LED illuminating device

Abstract

An LED illuminating device includes a base, an LED substrate mounted on the base, at least one LED on the substrate and an envelope fixed on the base. The envelope includes a plurality of transmission regions and a plurality of reflective regions. The lights beams emitted by the LED reaches the envelope. A first portion of the light beams reaching transmission regions can pass therethough. A second portion of the light beams are internally reflected in multiple times by the reflective regions until they finally escape to outside through the transmission regions. The direction of the light beams can reach various locations of each of the transmission regions at various angles.

Description

BACKGROUND

1. Technical Field

The present disclosure relates to light emitting diode (LED) illuminating devices, especially to an LED illuminating device with large light divergence angle.

2. Description of Related Art

Compared to many other kinds of illuminating devices, LEDs have many advantages, such as high luminous efficiency, low power consumption, and long service life. Yet, LEDs still have disadvantages. Because light emitted by LEDs is directional, the light divergence angle of an LED illuminating device is generally less than that of some other kinds of illuminating devices, such as an electric incandescent lamp, a fluorescent lamp and a halogen lamp.

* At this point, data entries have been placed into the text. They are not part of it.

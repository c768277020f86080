use crate::{Mesh, Vec3};

impl Mesh {
    /// Recompute face normals (Newell) and vertex normals (normalised sum of
    /// incident face normals). A vertex with no face uses its normalised
    /// position.
    pub fn update_normals(&mut self) {
        for i in 0..self.faces_meta.len() {
            if !self.faces_meta[i].is_active {
                continue;
            }
            let id = self.faces_meta[i].id;
            self.faces_meta[i].no = self.face_handle(id).compute_normal();
        }

        for i in 0..self.verts_meta.len() {
            if !self.verts_meta[i].is_active {
                continue;
            }
            let vert = self.vert_handle(self.verts_meta[i].id);
            let sum = vert
                .incident_faces()
                .fold(Vec3::zeros(), |acc, f| acc + self.faces_meta[f.to_index()].no);

            let fallback = vert.co();
            self.verts_meta[i].no = sum
                .try_normalize(f64::EPSILON)
                .or_else(|| fallback.try_normalize(f64::EPSILON))
                .unwrap_or_else(Vec3::zeros);
        }
    }
}

#[cfg(test)]
mod tests {
    use approx::assert_relative_eq;

    use crate::test_meshes;
    use crate::{Vec3, VertId};

    #[test]
    fn test_update_normals() {
        let mut mesh = test_meshes::grid(2, 2);
        let loose = mesh.add_vert(Vec3::new(0.0, 3.0, 4.0), None);
        mesh.update_normals();

        for f in mesh.face_ids() {
            assert_relative_eq!(mesh.face_handle(f).no(), Vec3::z());
        }
        assert_relative_eq!(mesh.vert_handle(VertId(4)).no(), Vec3::z());
        assert_relative_eq!(mesh.vert_handle(loose).no(), Vec3::new(0.0, 0.6, 0.8));
    }
}
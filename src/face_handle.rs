use crate::iterators::FaceLoopIter;
use crate::loop_handle::LoopHandle;
use crate::vert_handle::VertHandle;

use crate::{EdgeId, FaceId, FaceMetaData, Mesh, Vec3, VertId};

#[derive(Clone, Copy)]
pub struct FaceHandle<'r> {
    id: FaceId,
    mesh: &'r Mesh,
}

impl<'r> FaceHandle<'r> {
    pub(crate) fn new(id: FaceId, mesh: &'r Mesh) -> Self {
        debug_assert!(!id.is_absent());
        Self { id, mesh }
    }

    pub fn id(&self) -> FaceId {
        self.id
    }

    pub fn is_active(&self) -> bool {
        self.metadata().is_active
    }

    /// First loop of the face, the corner its winding starts at.
    pub fn loop_(&self) -> LoopHandle<'r> {
        LoopHandle::new(self.metadata().loop_id, self.mesh)
    }

    /// Number of corners.
    pub fn len(&self) -> usize {
        self.metadata().len
    }

    /// Stored normal, refreshed by [`Mesh::update_normals`].
    pub fn no(&self) -> Vec3 {
        self.metadata().no
    }

    pub fn loops(&self) -> FaceLoopIter<'r> {
        FaceLoopIter::new(self.metadata().loop_id, self.mesh)
    }

    pub fn vertices(&self) -> impl Iterator<Item = VertHandle<'r>> + 'r {
        self.loops().map(|l| l.vert())
    }

    pub fn vertex_ids(&self) -> impl Iterator<Item = VertId> + 'r {
        self.loops().map(|l| l.vert().id())
    }

    pub fn edge_ids(&self) -> impl Iterator<Item = EdgeId> + 'r {
        self.loops().map(|l| l.edge().id())
    }

    /// Newell normal of the polygon, zero if it is degenerate.
    pub fn compute_normal(&self) -> Vec3 {
        let mut normal = Vec3::zeros();
        for l in self.loops() {
            let p = l.vert().co();
            let q = l.next().vert().co();
            normal.x += (p.y - q.y) * (p.z + q.z);
            normal.y += (p.z - q.z) * (p.x + q.x);
            normal.z += (p.x - q.x) * (p.y + q.y);
        }

        normal.try_normalize(f64::EPSILON).unwrap_or_else(Vec3::zeros)
    }

    pub fn centroid(&self) -> Vec3 {
        let mut centroid = Vec3::zeros();
        let mut count = 0;
        for v in self.vertices() {
            centroid += v.co();
            count += 1;
        }

        centroid / count.max(1) as f64
    }

    fn metadata(&self) -> &'r FaceMetaData {
        &self.mesh.faces_meta[self.id.to_index()]
    }
}

#[cfg(test)]
mod tests {
    use approx::assert_relative_eq;

    use super::*;
    use crate::test_meshes;

    #[test]
    fn test_face_metrics() {
        let mesh = test_meshes::square();
        let face = mesh.face_handle(FaceId(0));

        assert_eq!(face.len(), 4);
        assert_relative_eq!(face.compute_normal(), Vec3::z());
        assert_relative_eq!(face.centroid(), Vec3::new(0.5, 0.5, 0.0));
    }
}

Referring to FIG. 1, the light divergence angle of a typical LED illuminating device 401 is about 60 degrees, which is less than an electric incandescent lamp. Referring to FIG. 2, a conventional ring-shaped LED illuminating device including a number of substrates is shown. With the configuration of multiple substrates, the light divergence angle of the LED illuminating device increases. However, more heat is produced by the LEDs (shown as arrows) on the substrates, which requires an efficient heat dissipation device, adding cost and complexity to structure of the LED illuminating device.

Therefore, what is needed is an LED illuminating device with large light divergence angle.

BRIEF DESCRIPTION OF THE DRAWINGS

Many aspects of the embodiments can be better understood with reference to the following drawings. The components in the drawings are not necessarily drawn to scale, the emphasis instead being placed upon clearly illustrating the principles of the present disclosure. Moreover, in the drawings, like reference numerals designate corresponding parts throughout the several views.

FIG. 1 is a schematic, cross-sectional view of a conventional LED illuminating bulb.

FIG. 2 is a schematic view showing a conventional ring shaped LED illuminating device.

FIG. 3 is schematic view showing an LED illuminating device in accordance with an exemplary embodiment.

FIG. 4 is a schematic, cross-sectional view of the LED illuminating device of FIG. 3.

FIG. 5 is a schematic, cross-sectional view showing light paths of the LED illuminating device of FIG. 3.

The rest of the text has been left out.